# Work to complete:
Here the requirement is to repeat every record exactly, in full.

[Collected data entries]
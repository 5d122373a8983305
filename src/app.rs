use std::collections::VecDeque;
use std::time::Duration;

use rand::rngs::StdRng;

use crate::constants::MENU_FRAME_RATE;
use crate::engine::{Engine, TickResult};
use crate::grid::{GridPosition, GridSize};
use crate::high_scores::{HighScoreEntry, HighScoreStore};
use crate::input::InputEvent;
use crate::screen::{Command, GameOverAction, MenuAction, Screen, ScreenMachine};
use crate::settings::{Settings, SettingsStore, clamp_window_size};

/// Display and audio services the controller drives.
pub trait Platform {
    /// Switches display mode. `windowed_size` is the size to restore when leaving fullscreen.
    fn set_fullscreen(&mut self, fullscreen: bool, windowed_size: (u32, u32));
    fn resize_window(&mut self, width: u32, height: u32);
    /// Fire-and-forget; failures stay inside the platform.
    fn play_eat(&mut self);
}

pub trait Renderer {
    fn draw(&mut self, view: &View<'_>);
}

/// Everything a renderer needs to draw the current screen.
#[derive(Debug)]
pub enum View<'a> {
    Menu {
        options: [&'static str; 5],
        selected: usize,
    },
    SpeedAdjust {
        speed: u8,
    },
    Playing {
        grid: GridSize,
        snake: &'a VecDeque<GridPosition>,
        food: GridPosition,
        score: u32,
        speed: u8,
    },
    GameOver {
        score: u32,
        options: [&'static str; 2],
        selected: usize,
    },
    NameEntry {
        name: &'a str,
    },
    HighScores {
        entries: &'a [HighScoreEntry],
    },
}

#[derive(Copy, Clone, Debug, PartialEq, Eq)]
pub enum Flow {
    Continue,
    Quit,
}

pub struct App<P> {
    engine: Engine<StdRng>,
    screens: ScreenMachine,
    settings: Settings,
    settings_store: SettingsStore,
    high_score_store: HighScoreStore,
    high_scores: Vec<HighScoreEntry>,
    viewport: (u32, u32),
    platform: P,
}

impl<P: Platform> App<P> {
    pub fn new(
        settings_store: SettingsStore,
        high_score_store: HighScoreStore,
        platform: P,
        rng: StdRng,
        viewport: (u32, u32),
    ) -> Self {
        let settings = settings_store.load();
        let high_scores = high_score_store.load();
        let grid = GridSize::from_viewport(viewport.0, viewport.1);
        tracing::info!(?settings, ?grid, scores = high_scores.len(), "game initialised");

        Self {
            engine: Engine::new(grid, rng),
            screens: ScreenMachine::new(),
            settings,
            settings_store,
            high_score_store,
            high_scores,
            viewport,
            platform,
        }
    }

    pub fn screen(&self) -> Screen {
        self.screens.screen()
    }

    pub fn engine(&self) -> &Engine<StdRng> {
        &self.engine
    }

    pub fn settings(&self) -> &Settings {
        &self.settings
    }

    pub fn high_scores(&self) -> &[HighScoreEntry] {
        &self.high_scores
    }

    pub fn viewport(&self) -> (u32, u32) {
        self.viewport
    }

    pub fn grid(&self) -> GridSize {
        GridSize::from_viewport(self.viewport.0, self.viewport.1)
    }

    pub fn platform(&self) -> &P {
        &self.platform
    }

    pub fn handle_event(&mut self, event: InputEvent) -> Flow {
        match event {
            InputEvent::QuitRequested => self.quit(),
            InputEvent::WindowResized(width, height) => {
                self.resize(width, height);
                Flow::Continue
            }
            event => {
                let before = self.screens.screen();
                let flow = match self.screens.handle(&event) {
                    Some(command) => self.apply(command),
                    None => Flow::Continue,
                };
                let after = self.screens.screen();
                if before != after {
                    tracing::info!(from = ?before, to = ?after, "screen changed");
                }
                flow
            }
        }
    }

    /// Advances the simulation by one tick while a game is running.
    pub fn update(&mut self) -> Option<TickResult> {
        if self.screens.screen() != Screen::Playing {
            return None;
        }

        let result = self.engine.tick();
        match result {
            TickResult::AteFood => {
                tracing::debug!(score = self.engine.score(), "food eaten");
                self.platform.play_eat();
            }
            TickResult::Collided => {
                tracing::info!(score = self.engine.score(), len = self.engine.snake().len(), "game over");
            }
            TickResult::Continue => {}
        }
        self.screens.on_tick(result);
        Some(result)
    }

    pub fn frame_rate(&self) -> u32 {
        if self.screens.screen() == Screen::Playing {
            self.settings.speed_level.ticks_per_second()
        } else {
            MENU_FRAME_RATE
        }
    }

    pub fn frame_interval(&self) -> Duration {
        Duration::from_secs_f64(1.0 / self.frame_rate() as f64)
    }

    pub fn view(&self) -> View<'_> {
        match self.screens.screen() {
            Screen::Menu => View::Menu {
                options: MenuAction::ALL.map(|action| action.label(self.settings.fullscreen)),
                selected: self.screens.menu_index(),
            },
            Screen::SpeedAdjust => View::SpeedAdjust { speed: self.settings.speed_level.get() },
            Screen::Playing => View::Playing {
                grid: self.engine.grid(),
                snake: self.engine.snake(),
                food: self.engine.food(),
                score: self.engine.score(),
                speed: self.settings.speed_level.get(),
            },
            Screen::GameOver => View::GameOver {
                score: self.engine.score(),
                options: GameOverAction::ALL.map(GameOverAction::label),
                selected: self.screens.game_over_index(),
            },
            Screen::NameEntry => View::NameEntry { name: self.screens.name() },
            Screen::HighScores => View::HighScores { entries: &self.high_scores },
        }
    }

    fn apply(&mut self, command: Command) -> Flow {
        match command {
            Command::ResetGame => {
                self.engine.reset(self.grid());
                tracing::info!(grid = ?self.engine.grid(), "new game");
            }
            Command::SetDirection(direction) => self.engine.set_pending_direction(direction),
            Command::ToggleFullscreen => {
                self.settings.fullscreen = !self.settings.fullscreen;
                self.platform.set_fullscreen(self.settings.fullscreen, self.settings.window_size);
                self.settings_store.save(&self.settings);
                tracing::info!(fullscreen = self.settings.fullscreen, "display mode toggled");
            }
            Command::AdjustSpeed(delta) => {
                self.settings.speed_level = self.settings.speed_level.step(delta);
                self.settings_store.save(&self.settings);
            }
            Command::ShowHighScores => self.high_scores = self.high_score_store.load(),
            Command::CommitHighScore(name) => {
                if let Err(err) = self.high_score_store.save(&name, self.engine.score()) {
                    tracing::warn!("{err}");
                }
                self.high_scores = self.high_score_store.load();
            }
            Command::Quit => return self.quit(),
        }
        Flow::Continue
    }

    fn resize(&mut self, width: u32, height: u32) {
        let size = if self.settings.fullscreen {
            (width, height)
        } else {
            let clamped = clamp_window_size(width, height);
            if clamped != (width, height) {
                self.platform.resize_window(clamped.0, clamped.1);
            }
            clamped
        };

        self.viewport = size;
        self.engine.resize(self.grid());

        if !self.settings.fullscreen {
            self.settings.window_size = size;
            self.settings_store.save(&self.settings);
        }
        tracing::debug!(?size, grid = ?self.grid(), "viewport resized");
    }

    fn quit(&mut self) -> Flow {
        self.settings_store.save(&self.settings);
        tracing::info!("quitting");
        Flow::Quit
    }
}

# Response area:
repository 5d122373a8983305
filename src/app.rs
use std::collections::VecDeque;
use std::time::Duration;

use rand::rngs::StdRng;

use crate::constants::MENU_FRAME_RATE;
use crate::engine::{Engine, TickResult};
use crate::grid::{GridPosition, GridSize};
use crate::high_scores::{HighScoreEntry, HighScoreStore};
use crate::input::InputEvent;
use crate::screen::{Command, GameOverAction, MenuAction, Screen, ScreenMachine};
use crate::settings::{Settings, SettingsStore, clamp_window_size};

/// Display and audio services the controller drives.
pub trait Platform {
    /// Switches display mode. `windowed_size` is the size to restore when leaving fullscreen.
    fn set_fullscreen(&mut self, fullscreen: bool, windowed_size: (u32, u32));
    fn resize_window(&mut self, width: u32, height: u32);
    /// Fire-and-forget; failures stay inside the platform.
    fn play_eat(&mut self);
}

pub trait Renderer {
    fn draw(&mut self, view: &View<'_>);
}

/// Everything a renderer needs to draw the current screen.
#[derive(Debug)]
pub enum View<'a> {
    Menu {
        options: [&'static str; 5],
        selected: usize,
    },
    SpeedAdjust {
        speed: u8,
    },
    Playing {
        grid: GridSize,
        snake: &'a VecDeque<GridPosition>,
        food: GridPosition,
        score: u32,
        speed: u8,
    },
    GameOver {
        score: u32,
        options: [&'static str; 2],
        selected: usize,
    },
    NameEntry {
        name: &'a str,
    },
    HighScores {
        entries: &'a [HighScoreEntry],
    },
}

#[derive(Copy, Clone, Debug, PartialEq, Eq)]
pub enum Flow {
    Continue,
    Quit,
}

pub struct App<P> {
    engine: Engine<StdRng>,
    screens: ScreenMachine,
    settings: Settings,
    settings_store: SettingsStore,
    high_score_store: HighScoreStore,
    high_scores: Vec<HighScoreEntry>,
    viewport: (u32, u32),
    platform: P,
}

impl<P: Platform> App<P> {
    pub fn new(
        settings_store: SettingsStore,
        high_score_store: HighScoreStore,
        platform: P,
        rng: StdRng,
        viewport: (u32, u32),
    ) -> Self {
        let settings = settings_store.load();
        let high_scores = high_score_store.load();
        let grid = GridSize::from_viewport(viewport.0, viewport.1);
        tracing::info!(?settings, ?grid, scores = high_scores.len(), "game initialised");

        Self {
            engine: Engine::new(grid, rng),
            screens: ScreenMachine::new(),
            settings,
            settings_store,
            high_score_store,
            high_scores,
            viewport,
            platform,
        }
    }

    pub fn screen(&self) -> Screen {
        self.screens.screen()
    }

    pub fn engine(&self) -> &Engine<StdRng> {
        &self.engine
    }

    pub fn settings(&self) -> &Settings {
        &self.settings
    }

    pub fn high_scores(&self) -> &[HighScoreEntry] {
        &self.high_scores
    }

    pub fn viewport(&self) -> (u32, u32) {
        self.viewport
    }

    pub fn grid(&self) -> GridSize {
        GridSize::from_viewport(self.viewport.0, self.viewport.1)
    }

    pub fn platform(&self) -> &P {
        &self.platform
    }

    pub fn handle_event(&mut self, event: InputEvent) -> Flow {
        match event {
            InputEvent::QuitRequested => self.quit(),
            InputEvent::WindowResized(width, height) => {
                self.resize(width, height);
                Flow::Continue
            }
            event => {
                let before = self.screens.screen();
                let flow = match self.screens.handle(&event) {
                    Some(command) => self.apply(command),
                    None => Flow::Continue,
                };
                let after = self.screens.screen();
                if before != after {
                    tracing::info!(from = ?before, to = ?after, "screen changed");
                }
                flow
            }
        }
    }

    /// Advances the simulation by one tick while a game is running.
    pub fn update(&mut self) -> Option<TickResult> {
        if self.screens.screen() != Screen::Playing {
            return None;
        }

        let result = self.engine.tick();
        match result {
            TickResult::AteFood => {
                tracing::debug!(score = self.engine.score(), "food eaten");
                self.platform.play_eat();
            }
            TickResult::Collided => {
                tracing::info!(score = self.engine.score(), len = self.engine.snake().len(), "game over");
            }
            TickResult::Continue => {}
        }
        self.screens.on_tick(result);
        Some(result)
    }

    pub fn frame_rate(&self) -> u32 {
        if self.screens.screen() == Screen::Playing {
            self.settings.speed_level.ticks_per_second()
        } else {
            MENU_FRAME_RATE
        }
    }

    pub fn frame_interval(&self) -> Duration {
        Duration::from_secs_f64(1.0 / self.frame_rate() as f64)
    }

    pub fn view(&self) -> View<'_> {
        match self.screens.screen() {
            Screen::Menu => View::Menu {
                options: MenuAction::ALL.map(|action| action.label(self.settings.fullscreen)),
                selected: self.screens.menu_index(),
            },
            Screen::SpeedAdjust => View::SpeedAdjust { speed: self.settings.speed_level.get() },
            Screen::Playing => View::Playing {
                grid: self.engine.grid(),
                snake: self.engine.snake(),
                food: self.engine.food(),
                score: self.engine.score(),
                speed: self.settings.speed_level.get(),
            },
            Screen::GameOver => View::GameOver {
                score: self.engine.score(),
                options: GameOverAction::ALL.map(GameOverAction::label),
                selected: self.screens.game_over_index(),
            },
            Screen::NameEntry => View::NameEntry { name: self.screens.name() },
            Screen::HighScores => View::HighScores { entries: &self.high_scores },
        }
    }

    fn apply(&mut self, command: Command) -> Flow {
        match command {
            Command::ResetGame => {
                self.engine.reset(self.grid());
                tracing::info!(grid = ?self.engine.grid(), "new game");
            }
            Command::SetDirection(direction) => self.engine.set_pending_direction(direction),
            Command::ToggleFullscreen => {
                self.settings.fullscreen = !self.settings.fullscreen;
                self.platform.set_fullscreen(self.settings.fullscreen, self.settings.window_size);
                self.settings_store.save(&self.settings);
                tracing::info!(fullscreen = self.settings.fullscreen, "display mode toggled");
            }
            Command::AdjustSpeed(delta) => {
                self.settings.speed_level = self.settings.speed_level.step(delta);
                self.settings_store.save(&self.settings);
            }
            Command::ShowHighScores => self.high_scores = self.high_score_store.load(),
            Command::CommitHighScore(name) => {
                if let Err(err) = self.high_score_store.save(&name, self.engine.score()) {
                    tracing::warn!("{err}");
                }
                self.high_scores = self.high_score_store.load();
            }
            Command::Quit => return self.quit(),
        }
        Flow::Continue
    }

    fn resize(&mut self, width: u32, height: u32) {
        let size = if self.settings.fullscreen {
            (width, height)
        } else {
            let clamped = clamp_window_size(width, height);
            if clamped != (width, height) {
                self.platform.resize_window(clamped.0, clamped.1);
            }
            clamped
        };

        self.viewport = size;
        self.engine.resize(self.grid());

        if !self.settings.fullscreen {
            self.settings.window_size = size;
            self.settings_store.save(&self.settings);
        }
        tracing::debug!(?size, grid = ?self.grid(), "viewport resized");
    }

    fn quit(&mut self) -> Flow {
        self.settings_store.save(&self.settings);
        tracing::info!("quitting");
        Flow::Quit
    }
}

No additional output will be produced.